TASK GOAL —
Look through the records, and whenever a line includes the word "value", copy it.

DATA FOR REVIEW —
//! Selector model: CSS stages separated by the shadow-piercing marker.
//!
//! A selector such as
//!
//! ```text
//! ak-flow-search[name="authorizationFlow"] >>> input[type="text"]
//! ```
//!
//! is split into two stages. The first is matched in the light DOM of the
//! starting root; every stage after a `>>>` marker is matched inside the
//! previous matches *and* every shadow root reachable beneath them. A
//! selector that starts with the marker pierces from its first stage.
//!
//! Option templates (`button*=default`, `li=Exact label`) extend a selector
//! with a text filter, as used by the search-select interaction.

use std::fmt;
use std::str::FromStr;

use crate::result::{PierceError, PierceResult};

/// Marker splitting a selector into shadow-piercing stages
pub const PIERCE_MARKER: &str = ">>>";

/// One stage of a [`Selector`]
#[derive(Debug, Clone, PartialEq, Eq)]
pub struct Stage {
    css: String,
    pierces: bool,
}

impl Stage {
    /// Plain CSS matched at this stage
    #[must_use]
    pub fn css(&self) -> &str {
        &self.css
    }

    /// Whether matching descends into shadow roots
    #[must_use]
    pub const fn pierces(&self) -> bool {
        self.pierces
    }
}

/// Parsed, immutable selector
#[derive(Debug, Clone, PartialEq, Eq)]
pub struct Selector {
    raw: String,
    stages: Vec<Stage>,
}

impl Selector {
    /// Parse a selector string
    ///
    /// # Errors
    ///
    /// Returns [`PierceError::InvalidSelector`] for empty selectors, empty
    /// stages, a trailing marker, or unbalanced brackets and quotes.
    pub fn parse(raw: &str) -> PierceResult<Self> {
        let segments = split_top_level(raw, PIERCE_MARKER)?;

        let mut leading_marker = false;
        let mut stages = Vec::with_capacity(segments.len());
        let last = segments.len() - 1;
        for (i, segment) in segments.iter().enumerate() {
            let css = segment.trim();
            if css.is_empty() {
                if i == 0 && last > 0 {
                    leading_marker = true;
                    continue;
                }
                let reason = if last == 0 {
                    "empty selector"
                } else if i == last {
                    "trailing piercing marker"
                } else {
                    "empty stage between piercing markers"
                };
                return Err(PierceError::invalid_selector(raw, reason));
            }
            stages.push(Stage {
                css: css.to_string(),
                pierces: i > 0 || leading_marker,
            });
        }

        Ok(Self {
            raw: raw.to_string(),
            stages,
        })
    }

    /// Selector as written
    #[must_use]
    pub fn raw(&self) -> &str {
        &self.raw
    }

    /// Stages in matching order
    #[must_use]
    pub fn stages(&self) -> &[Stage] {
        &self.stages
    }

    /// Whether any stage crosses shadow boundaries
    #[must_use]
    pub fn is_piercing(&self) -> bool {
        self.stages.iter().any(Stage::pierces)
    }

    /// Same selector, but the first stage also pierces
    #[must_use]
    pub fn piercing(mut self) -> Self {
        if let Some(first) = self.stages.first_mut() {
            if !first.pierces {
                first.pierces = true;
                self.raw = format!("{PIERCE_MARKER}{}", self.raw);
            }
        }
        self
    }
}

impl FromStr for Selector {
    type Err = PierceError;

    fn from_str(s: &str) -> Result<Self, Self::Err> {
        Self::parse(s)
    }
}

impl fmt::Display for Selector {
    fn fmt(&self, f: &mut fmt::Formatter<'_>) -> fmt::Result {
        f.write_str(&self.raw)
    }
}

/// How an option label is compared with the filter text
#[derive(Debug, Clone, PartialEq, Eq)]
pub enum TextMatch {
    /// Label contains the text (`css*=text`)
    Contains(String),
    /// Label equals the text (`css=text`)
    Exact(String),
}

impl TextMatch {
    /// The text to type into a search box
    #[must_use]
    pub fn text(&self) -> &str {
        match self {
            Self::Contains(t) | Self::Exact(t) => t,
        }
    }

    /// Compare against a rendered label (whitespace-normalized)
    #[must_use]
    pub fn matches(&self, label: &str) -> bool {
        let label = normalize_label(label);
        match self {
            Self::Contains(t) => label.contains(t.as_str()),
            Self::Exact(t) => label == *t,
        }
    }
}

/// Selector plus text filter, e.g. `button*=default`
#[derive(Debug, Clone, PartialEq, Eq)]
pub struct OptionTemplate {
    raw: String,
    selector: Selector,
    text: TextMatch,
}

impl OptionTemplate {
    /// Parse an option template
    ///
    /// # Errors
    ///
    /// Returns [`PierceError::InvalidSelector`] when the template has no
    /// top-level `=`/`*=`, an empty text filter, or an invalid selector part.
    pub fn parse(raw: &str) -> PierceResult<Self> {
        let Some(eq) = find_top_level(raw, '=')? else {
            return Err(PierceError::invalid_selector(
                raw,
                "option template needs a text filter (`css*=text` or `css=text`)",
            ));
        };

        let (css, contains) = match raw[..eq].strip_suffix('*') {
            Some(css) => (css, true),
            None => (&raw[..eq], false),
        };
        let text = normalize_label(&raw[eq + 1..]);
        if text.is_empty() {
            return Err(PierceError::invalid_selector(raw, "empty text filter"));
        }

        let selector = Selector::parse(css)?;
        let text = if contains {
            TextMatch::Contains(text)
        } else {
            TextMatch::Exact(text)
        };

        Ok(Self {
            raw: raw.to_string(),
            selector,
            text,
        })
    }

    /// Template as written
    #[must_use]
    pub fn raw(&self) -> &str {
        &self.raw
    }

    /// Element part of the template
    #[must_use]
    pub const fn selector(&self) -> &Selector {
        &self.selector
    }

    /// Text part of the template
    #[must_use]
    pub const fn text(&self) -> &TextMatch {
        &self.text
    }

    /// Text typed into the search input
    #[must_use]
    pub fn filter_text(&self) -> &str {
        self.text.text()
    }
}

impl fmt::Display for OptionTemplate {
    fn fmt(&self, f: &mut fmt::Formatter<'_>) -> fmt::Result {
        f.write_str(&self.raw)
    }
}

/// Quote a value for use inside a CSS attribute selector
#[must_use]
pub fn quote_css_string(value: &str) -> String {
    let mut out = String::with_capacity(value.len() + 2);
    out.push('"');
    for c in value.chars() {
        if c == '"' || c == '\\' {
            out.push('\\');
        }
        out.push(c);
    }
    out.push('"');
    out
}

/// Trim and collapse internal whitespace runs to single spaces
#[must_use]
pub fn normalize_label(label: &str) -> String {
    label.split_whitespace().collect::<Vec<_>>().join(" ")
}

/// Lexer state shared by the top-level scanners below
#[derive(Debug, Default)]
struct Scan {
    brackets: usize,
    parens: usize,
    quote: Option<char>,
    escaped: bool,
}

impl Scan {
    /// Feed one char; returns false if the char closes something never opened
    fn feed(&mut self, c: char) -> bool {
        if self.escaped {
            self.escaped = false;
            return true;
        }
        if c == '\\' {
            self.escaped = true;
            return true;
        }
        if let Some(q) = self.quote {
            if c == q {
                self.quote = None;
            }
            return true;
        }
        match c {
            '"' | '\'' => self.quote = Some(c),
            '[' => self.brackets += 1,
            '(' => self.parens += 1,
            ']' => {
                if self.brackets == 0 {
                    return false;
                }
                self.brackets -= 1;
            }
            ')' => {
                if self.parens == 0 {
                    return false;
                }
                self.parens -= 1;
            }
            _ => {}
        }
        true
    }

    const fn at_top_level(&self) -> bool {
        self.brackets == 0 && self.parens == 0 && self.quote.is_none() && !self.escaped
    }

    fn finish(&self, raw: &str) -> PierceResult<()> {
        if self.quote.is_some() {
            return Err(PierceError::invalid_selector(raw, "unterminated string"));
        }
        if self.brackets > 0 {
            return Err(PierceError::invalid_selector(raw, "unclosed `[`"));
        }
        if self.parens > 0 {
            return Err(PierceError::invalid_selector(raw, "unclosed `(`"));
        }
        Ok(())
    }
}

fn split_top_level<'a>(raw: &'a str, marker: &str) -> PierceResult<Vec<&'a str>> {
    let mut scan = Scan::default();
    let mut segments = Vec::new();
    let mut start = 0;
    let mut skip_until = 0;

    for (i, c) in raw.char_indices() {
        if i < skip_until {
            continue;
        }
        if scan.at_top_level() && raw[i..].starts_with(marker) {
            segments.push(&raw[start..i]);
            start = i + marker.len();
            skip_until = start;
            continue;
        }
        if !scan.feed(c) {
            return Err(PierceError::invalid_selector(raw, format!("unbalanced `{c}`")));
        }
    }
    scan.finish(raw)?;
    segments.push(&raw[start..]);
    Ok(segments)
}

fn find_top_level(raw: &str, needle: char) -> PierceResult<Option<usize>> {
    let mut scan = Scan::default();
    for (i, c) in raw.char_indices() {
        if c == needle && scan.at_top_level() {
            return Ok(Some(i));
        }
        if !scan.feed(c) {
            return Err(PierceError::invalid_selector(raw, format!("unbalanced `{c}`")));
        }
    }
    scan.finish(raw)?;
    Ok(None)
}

SOLUTION —
/// Quote a value for use inside a CSS attribute selector
pub fn quote_css_string(value: &str) -> String {
    let mut out = String::with_capacity(value.len() + 2);
    for c in value.chars() {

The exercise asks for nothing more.